Alexander's head tilts slightly to one side, and there's a spark of humor deep in his eyes. "You're on the right track, then. I certainly approve of you wet and tasting like that. I thank the ocean for making it possible." Oh so solemn, but then there's a sneaky little smile, playful and teasing, that sparks, then dies, as fleeting as most of his smiles are. His eyes follow her as she moves through the living area, lingering when she disappears, ready to find her again when she returns. A chuckle at the shirt. "Ah. Luxury unexpected. Thank you."

He holds the shirt off to one side, allowing her to towel off his hair and his face. More than allow; he leans into the gentle friction, his eyes closing as the soft towel wicks away the rain and warms his skin. Once she's done, he pulls his own shirt - which is, itself, two sizes too big for him - off, revealing his chest with its subtle network of old scars, and takes the towel to quick dry himself from the waist up before donning the new shirt. He hands the towel back, then slips away to ring out his old shirt in the kitchen sink. "A rough evening? I assume you and he tried the finding experiment?" A look back at her, for injury or distress this time, rather than sheer enjoyment.

"And I'm well. Mostly." A pause. "I can't say I'm coping up here," a tap of his fingers to his forehead, "as well as my body is recovering. But that'll pass. It always does. And yes, I want to see how she's doing. And ask some questions."

"One day," Isabella says with a laugh. "I'll manage to be around you not wet and not grubby. Somehow." It's self-deprecating to be sure, but indicative as to how persistently her active lifestyle dogs her steps.

She gives him the room to work, though when he starts pulling at his shirt and divests it off himself, it's her turn to look - and it's almost a mistake immediately. She's joked about it constantly since their foray into whatever it is that they have together, but now that he's actually shirtless in the middle of her houseboat, it's as if she's never seen him naked. It's different, when one is in the heat of the moment versus not - it makes absolutely no sense whatsoever but it is and her expression as she watches the planes and cords of him shift under taut skin, scars coming alive with every efficient movement, is poised somewhere between appreciation and incredulity, her heart pushing up somewhere from the back of her throat, racing for miles.

She's left staring at the empty space he's left behind when he goes to the sink, unable to move, fingers forgetting the towel in her hand once he deposits it back there.
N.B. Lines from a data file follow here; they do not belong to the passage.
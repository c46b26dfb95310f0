//! OpenAI-compatible text completion types.

use serde::{Deserialize, Serialize};

use crate::sampling::{FinishReason, OneOrMany, SamplingParams};
use crate::usage::Usage;

/// OpenAI-compatible text completion request.
#[derive(Debug, Clone, Default, Serialize, Deserialize)]
pub struct CompletionRequest {
    #[serde(default)]
    pub model: Option<String>,
    /// A single prompt or a batch; only the first entry is completed.
    #[serde(default)]
    pub prompt: Option<OneOrMany<String>>,
    #[serde(flatten)]
    pub sampling: SamplingParams,
}

impl CompletionRequest {
    /// The prompt to complete, if the request carries a non-empty one.
    pub fn first_prompt(&self) -> Option<&str> {
        self.prompt
            .as_ref()
            .and_then(OneOrMany::first)
            .map(String::as_str)
            .filter(|p| !p.is_empty())
    }
}

#[derive(Debug, Clone, Serialize, Deserialize)]
pub struct TextChoice {
    pub text: String,
    pub index: u32,
    /// Always null; log probabilities are not computed.
    pub logprobs: Option<serde_json::Value>,
    pub finish_reason: Option<FinishReason>,
}

/// OpenAI-compatible text completion response.
#[derive(Debug, Clone, Serialize, Deserialize)]
pub struct CompletionResponse {
    pub id: String,
    pub object: String,
    pub created: i64,
    pub model: String,
    pub choices: Vec<TextChoice>,
    pub usage: Usage,
}

impl CompletionResponse {
    pub fn new(model: String, choices: Vec<TextChoice>, usage: Usage) -> Self {
        Self {
            id: format!("cmpl-{}", uuid::Uuid::new_v4()),
            object: "text_completion".to_string(),
            created: chrono::Utc::now().timestamp(),
            model,
            choices,
            usage,
        }
    }
}

#[cfg(test)]
mod tests {
    use super::*;

    #[test]
    fn test_completion_request_minimal() {
        let json = r#"{"prompt": ["Once upon a time"]}"#;
        let req: CompletionRequest = serde_json::from_str(json).unwrap();
        assert!(req.model.is_none());
        assert_eq!(req.first_prompt(), Some("Once upon a time"));
        assert_eq!(req.sampling.max_new_tokens(), 16);
    }

    #[test]
    fn test_completion_request_accepts_plain_string_prompt() {
        let json = r#"{"prompt": "Hello", "max_tokens": 5, "temperature": 0}"#;
        let req: CompletionRequest = serde_json::from_str(json).unwrap();
        assert_eq!(req.first_prompt(), Some("Hello"));
        assert_eq!(req.sampling.max_new_tokens(), 5);
        assert_eq!(req.sampling.temperature(), 0.0);
    }

    #[test]
    fn test_first_prompt_missing_or_empty() {
        let req: CompletionRequest = serde_json::from_str(r#"{"prompt": []}"#).unwrap();
        assert_eq!(req.first_prompt(), None);

        let req: CompletionRequest = serde_json::from_str(r#"{"prompt": [""]}"#).unwrap();
        assert_eq!(req.first_prompt(), None);

        let req: CompletionRequest = serde_json::from_str(r#"{"model": "m"}"#).unwrap();
        assert_eq!(req.first_prompt(), None);
    }

    #[test]
    fn test_batch_prompt_uses_first_entry() {
        let req: CompletionRequest =
            serde_json::from_str(r#"{"prompt": ["first", "second"]}"#).unwrap();
        assert_eq!(req.first_prompt(), Some("first"));
    }

    #[test]
    fn test_completion_response_new() {
        let choice = TextChoice {
            text: " there".to_string(),
            index: 0,
            logprobs: None,
            finish_reason: Some(FinishReason::Stop),
        };
        let response =
            CompletionResponse::new("test-model".to_string(), vec![choice], Usage::new(3, 2));
        assert!(response.id.starts_with("cmpl-"));
        assert_eq!(response.object, "text_completion");
        assert_eq!(response.usage.total_tokens, 5);

        let json = serde_json::to_value(&response).unwrap();
        assert_eq!(json["choices"][0]["finish_reason"], "stop");
        assert!(json["choices"][0]["logprobs"].is_null());
    }
}
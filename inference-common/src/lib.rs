//! Inference Common Types
//!
//! OpenAI-compatible wire types shared by the inference server and its clients.

pub mod chat;
pub mod completion;
pub mod error;
pub mod sampling;
pub mod tool;
pub mod usage;

pub use chat::{
    ChatChoice, ChatCompletionRequest, ChatCompletionResponse, ChatMessage, FunctionCall,
    FunctionSpec,
};
pub use completion::{CompletionRequest, CompletionResponse, TextChoice};
pub use error::{ErrorBody, ErrorDetail};
pub use sampling::{FinishReason, OneOrMany, SamplingParams};
pub use tool::ToolResponse;
pub use usage::Usage;
//! Tool invocation endpoint.
//!
//! Nothing is executed: the endpoint echoes the tool name and arguments back.

use std::sync::Arc;

use axum::extract::Path;
use axum::routing::post;
use axum::{Json, Router};
use inference_common::ToolResponse;
use serde_json::{Map, Value};

use super::AppJson;
use crate::error::{Error, Result};
use crate::state::AppState;

/// Build the tools router.
pub fn router() -> Router<Arc<AppState>> {
    Router::new().route("/tools/:tool_name", post(call_tool))
}

/// POST /v1/tools/{tool_name} - Stub tool execution.
async fn call_tool(
    Path(tool_name): Path<String>,
    AppJson(args): AppJson<Map<String, Value>>,
) -> Result<Json<ToolResponse>> {
    let response = execute(&tool_name, &args).map_err(|e| {
        tracing::error!(tool = %tool_name, error = %e, "Tool execution failed");
        Error::ToolFailed(tool_name.clone())
    })?;
    tracing::info!(tool = %tool_name, "Tool executed");
    Ok(Json(response))
}

fn execute(tool_name: &str, args: &Map<String, Value>) -> serde_json::Result<ToolResponse> {
    let rendered = serde_json::to_string(args)?;
    Ok(ToolResponse {
        tool_name: tool_name.to_string(),
        output: format!("Executed {} with args {}", tool_name, rendered),
    })
}
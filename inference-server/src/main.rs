//! Inference Server - loads a local model and serves an OpenAI-compatible API.

use std::env;
use std::sync::Arc;

use inference_server::{app, AppState, CandleEngine, Config};
use tokio::net::TcpListener;
use tracing_subscriber::{layer::SubscriberExt, util::SubscriberInitExt, EnvFilter};

const VERSION: &str = env!("CARGO_PKG_VERSION");

fn print_version() {
    println!("inference-server {}", VERSION);
}

#[tokio::main]
async fn main() -> Result<(), Box<dyn std::error::Error>> {
    // Handle --version / -V
    let args: Vec<String> = env::args().collect();
    if args.iter().any(|a| a == "--version" || a == "-V") {
        print_version();
        return Ok(());
    }

    // Load configuration
    let config = Config::load().map_err(|e| {
        format!(
            "Failed to load configuration: {}. \
             Check config.toml and INFERENCE__SECTION__KEY environment variables.",
            e
        )
    })?;

    // Initialize tracing
    tracing_subscriber::registry()
        .with(EnvFilter::try_from_default_env().unwrap_or_else(|_| EnvFilter::new(&config.logging.level)))
        .with(tracing_subscriber::fmt::layer())
        .init();

    tracing::info!("Starting inference-server {}", VERSION);

    // Model load failure is fatal
    let model_config = config.model.clone();
    let engine = tokio::task::spawn_blocking(move || CandleEngine::load(&model_config))
        .await?
        .map_err(|e| {
            tracing::error!(error = %e, "Failed to load model at startup");
            e
        })?;
    tracing::info!(
        architecture = %engine.architecture(),
        model = %config.model.served_name(),
        "Model loaded successfully"
    );

    let state = Arc::new(AppState::new(config.clone(), Arc::new(engine)));

    // Start server
    let addr = format!("{}:{}", config.api.host, config.api.port);
    tracing::info!("Listening on {}", addr);

    let listener = TcpListener::bind(&addr).await?;
    axum::serve(listener, app(state)).await?;

    Ok(())
}
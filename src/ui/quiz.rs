use crate::models::QuizMode;
use crate::session::QuizSnapshot;
use crate::ui::layout::{QuizLayout, calculate_quiz_chunks};
use crate::utils::progress_ratio;
use ratatui::{
    Frame,
    layout::{Alignment, Rect},
    style::{Color, Modifier, Style},
    text::{Line, Span, Text},
    widgets::{Block, Borders, Gauge, Paragraph, Wrap},
};

pub const TITLE: &str = "⚓ Practical Navigation Quiz";
const SUBTITLE: &str = "Master the fundamentals of marine navigation";

fn key_span(key: &str) -> Span<'_> {
    Span::styled(
        key,
        Style::default()
            .fg(Color::Cyan)
            .add_modifier(Modifier::BOLD),
    )
}

fn draw_header(f: &mut Frame, area: Rect) {
    let header = Paragraph::new(vec![
        Line::from(Span::styled(
            TITLE,
            Style::default()
                .fg(Color::Cyan)
                .add_modifier(Modifier::BOLD),
        )),
        Line::from(Span::styled(SUBTITLE, Style::default().fg(Color::Gray))),
    ])
    .alignment(Alignment::Center)
    .block(Block::default().borders(Borders::ALL));
    f.render_widget(header, area);
}

/// Shown until a deck arrives, and whenever the active view is empty.
pub fn draw_loading(f: &mut Frame, snapshot: Option<&QuizSnapshot>) {
    let layout = calculate_quiz_chunks(f.area());
    draw_header(f, layout.header_area);

    let mut text = Text::default();
    match snapshot {
        Some(snapshot) => {
            text.push_line(Line::from(format!(
                "No cards match {}.",
                snapshot.active_filter
            )));
            text.push_line(Line::from(""));
            text.push_line(Line::from(vec![
                Span::from("Press "),
                key_span("t"),
                Span::from(" to pick another topic."),
            ]));
        }
        None => {
            text.push_line(Line::from(Span::styled(
                "Loading flashcards...",
                Style::default().fg(Color::Gray),
            )));
        }
    }

    let body = Paragraph::new(text)
        .alignment(Alignment::Center)
        .wrap(Wrap { trim: true })
        .block(Block::default().borders(Borders::ALL));
    f.render_widget(body, layout.card_area);

    let help = Paragraph::new(Line::from(vec![
        key_span("q"),
        Span::from(" Quit"),
    ]))
    .alignment(Alignment::Center)
    .block(Block::default().borders(Borders::ALL));
    f.render_widget(help, layout.help_area);
}

pub fn draw_quiz(f: &mut Frame, snapshot: &QuizSnapshot, status: Option<&str>) {
    let layout = calculate_quiz_chunks(f.area());
    let Some(card) = snapshot.current_card else {
        draw_loading(f, Some(snapshot));
        return;
    };

    draw_header(f, layout.header_area);
    draw_status(f, &layout, snapshot, status);

    let gauge = Gauge::default()
        .block(Block::default().borders(Borders::ALL))
        .gauge_style(Style::default().fg(Color::Blue).bg(Color::DarkGray))
        .ratio(progress_ratio(snapshot.position, snapshot.total_count))
        .label(format!(
            "Card {} of {}",
            snapshot.position + 1,
            snapshot.total_count
        ));
    f.render_widget(gauge, layout.progress_area);

    let (title, body) = if snapshot.revealed {
        ("Answer:", card.back.as_str())
    } else {
        ("Question:", card.front.as_str())
    };
    let mut text = Text::default();
    text.push_line(Line::from(body));
    if !card.tags.is_empty() {
        text.push_line(Line::from(""));
        text.push_line(Line::from(Span::styled(
            format!("Tags: {}", card.tags),
            Style::default().fg(Color::LightBlue),
        )));
    }
    let card_style = if snapshot.revealed {
        Style::default().fg(Color::Green)
    } else {
        Style::default().fg(Color::White)
    };
    let card_widget = Paragraph::new(text)
        .alignment(Alignment::Center)
        .wrap(Wrap { trim: true })
        .block(
            Block::default()
                .borders(Borders::ALL)
                .border_style(card_style)
                .title(Span::styled(title, card_style.add_modifier(Modifier::BOLD))),
        );
    f.render_widget(card_widget, layout.card_area);

    draw_help(f, layout.help_area, snapshot);
}

fn draw_status(f: &mut Frame, layout: &QuizLayout, snapshot: &QuizSnapshot, status: Option<&str>) {
    let mut spans = vec![
        Span::styled(
            format!(
                "{} ({} cards)",
                snapshot.active_filter, snapshot.total_count
            ),
            Style::default().add_modifier(Modifier::BOLD),
        ),
        Span::from("  |  "),
        Span::styled(
            snapshot.mode.to_string(),
            Style::default().fg(match snapshot.mode {
                QuizMode::Study => Color::Blue,
                QuizMode::Test => Color::Green,
            }),
        ),
    ];

    if snapshot.mode == QuizMode::Test {
        spans.extend([
            Span::from("  |  "),
            Span::styled(
                format!("✓ {}", snapshot.score.correct),
                Style::default()
                    .fg(Color::Green)
                    .add_modifier(Modifier::BOLD),
            ),
            Span::from(" "),
            Span::styled(
                format!("✗ {}", snapshot.score.incorrect),
                Style::default().fg(Color::Red).add_modifier(Modifier::BOLD),
            ),
            Span::from(" "),
            Span::styled(
                format!("{}% correct", snapshot.score_percentage),
                Style::default()
                    .fg(Color::Blue)
                    .add_modifier(Modifier::BOLD),
            ),
        ]);
    }

    if let Some(status) = status {
        spans.extend([
            Span::from("  |  "),
            Span::styled(status.to_string(), Style::default().fg(Color::Yellow)),
        ]);
    }

    let widget = Paragraph::new(Line::from(spans))
        .alignment(Alignment::Center)
        .block(Block::default().borders(Borders::ALL));
    f.render_widget(widget, layout.status_area);
}

fn draw_help(f: &mut Frame, area: Rect, snapshot: &QuizSnapshot) {
    let card_spans = match (snapshot.mode, snapshot.revealed) {
        (QuizMode::Study, false) => vec![key_span("Space"), Span::from(" Show Answer")],
        (QuizMode::Study, true) => vec![key_span("Space"), Span::from(" Hide Answer")],
        (QuizMode::Test, false) => vec![key_span("Space"), Span::from(" Reveal Answer")],
        (QuizMode::Test, true) => vec![
            key_span("c"),
            Span::from(" Correct  "),
            key_span("x"),
            Span::from(" Incorrect"),
        ],
    };

    let nav_spans = vec![
        key_span("←/→"),
        Span::from(" Previous/Next  "),
        key_span("Tab"),
        Span::from(" Mode  "),
        key_span("t"),
        Span::from(" Topic  "),
        key_span("s"),
        Span::from(" Shuffle  "),
        key_span("r"),
        Span::from(" Reset  "),
        key_span("d"),
        Span::from(" Export  "),
        key_span("q"),
        Span::from(" Quit"),
    ];

    let help = Paragraph::new(vec![Line::from(card_spans), Line::from(nav_spans)])
        .alignment(Alignment::Center)
        .block(Block::default().borders(Borders::ALL));
    f.render_widget(help, area);
}
use crate::csv::DEFAULT_DECK_PATH;
use crate::logger::DEFAULT_LOG_FILE;
use crate::models::{QuizMode, TagFilter};
use clap::Parser;
use std::path::PathBuf;
use std::time::Duration;

/// Page through a deck of tagged flashcards in study or test mode.
#[derive(Debug, Parser)]
#[command(version, about, long_about = None)]
pub struct Args {
    /// Deck file: a header row, then `front,back,tags` rows.
    #[arg(long, default_value = DEFAULT_DECK_PATH)]
    pub deck: PathBuf,

    /// Milliseconds to wait after grading a card before moving on.
    #[arg(long, default_value_t = 500)]
    pub advance_delay_ms: u64,

    /// Where log output goes.
    #[arg(long, default_value = DEFAULT_LOG_FILE)]
    pub log_file: PathBuf,

    /// Copy the deck file unmodified to this path and exit.
    #[arg(long, value_name = "PATH")]
    pub export: Option<PathBuf>,

    /// Mode to start in.
    #[arg(long, value_enum, default_value_t = QuizMode::Study)]
    pub mode: QuizMode,

    /// Only show cards whose tags contain this text.
    #[arg(long)]
    pub tag: Option<String>,
}

impl Args {
    pub fn advance_delay(&self) -> Duration {
        Duration::from_millis(self.advance_delay_ms)
    }

    /// A blank `--tag` would match nothing, so it counts as no filter.
    pub fn initial_filter(&self) -> TagFilter {
        match self.tag.as_deref().map(str::trim) {
            None | Some("" | "all") => TagFilter::All,
            Some(tag) => TagFilter::Tag(tag.to_string()),
        }
    }
}
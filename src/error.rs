use std::path::PathBuf;
use thiserror::Error;

/// Failure to obtain the dataset at all. Individual bad rows never produce one.
#[derive(Debug, Error)]
pub enum LoadError {
    #[error("failed to read deck {path}: {source}")]
    Read {
        path: PathBuf,
        #[source]
        source: std::io::Error,
    },

    #[error("deck loader stopped before finishing: {0}")]
    Interrupted(String),
}

#[derive(Debug, Error)]
pub enum AppError {
    #[error(transparent)]
    Load(#[from] LoadError),

    #[error("failed to export deck to {path}: {source}")]
    Export {
        path: PathBuf,
        #[source]
        source: std::io::Error,
    },

    #[error("failed to set up logging at {path}: {source}")]
    Logger {
        path: PathBuf,
        #[source]
        source: std::io::Error,
    },

    #[error("terminal error: {0}")]
    Terminal(#[from] std::io::Error),
}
I really need to see a doctor about this ridiculous condition, she grouses internally.

She animates with a vengeance, though, pivoting on her heel so she could march with purpose towards the granite counter and starts unpacking the breakfast he had brought. "Well," she tells him, nonplussed as she fishes for the sandwiches. "I had to be sufficiently plied with alcohol before I was of any use in that specific endeavour." To her credit, her words carry a good-humored edge. "But his skill in that regard is greater than mine, so I let him do the heavy lifting - he's practiced plenty with his abilities, but I don't think he's ever actually been guided to find lost objects before. Did you know he was..." Like me, though she doesn't say it out loud, feeling every part of her recoil and twist. "...a mover?"

She finally looks up at him and the tap of his forehead, and concern bleeds over her features. "I know it'll pass." That is said with her usual decisive confidence. "But I don't want you imploding until then, also. Do you want to talk about it?" She bobs her head regarding Erin, but at the moment her attention is fixed on him.

"I like when you're wet, and I don't ever find you grubby," Alexander says, with perfect sincerity. "Although I'm kinda fond when you're grabby." And then he waggles his eyebrows at her, the movement exaggerated and playful. He clears his throat in the next moment, damp shirt in his hands. "I don't suppose I could put this on your shower rod for a bit? Let it air out?"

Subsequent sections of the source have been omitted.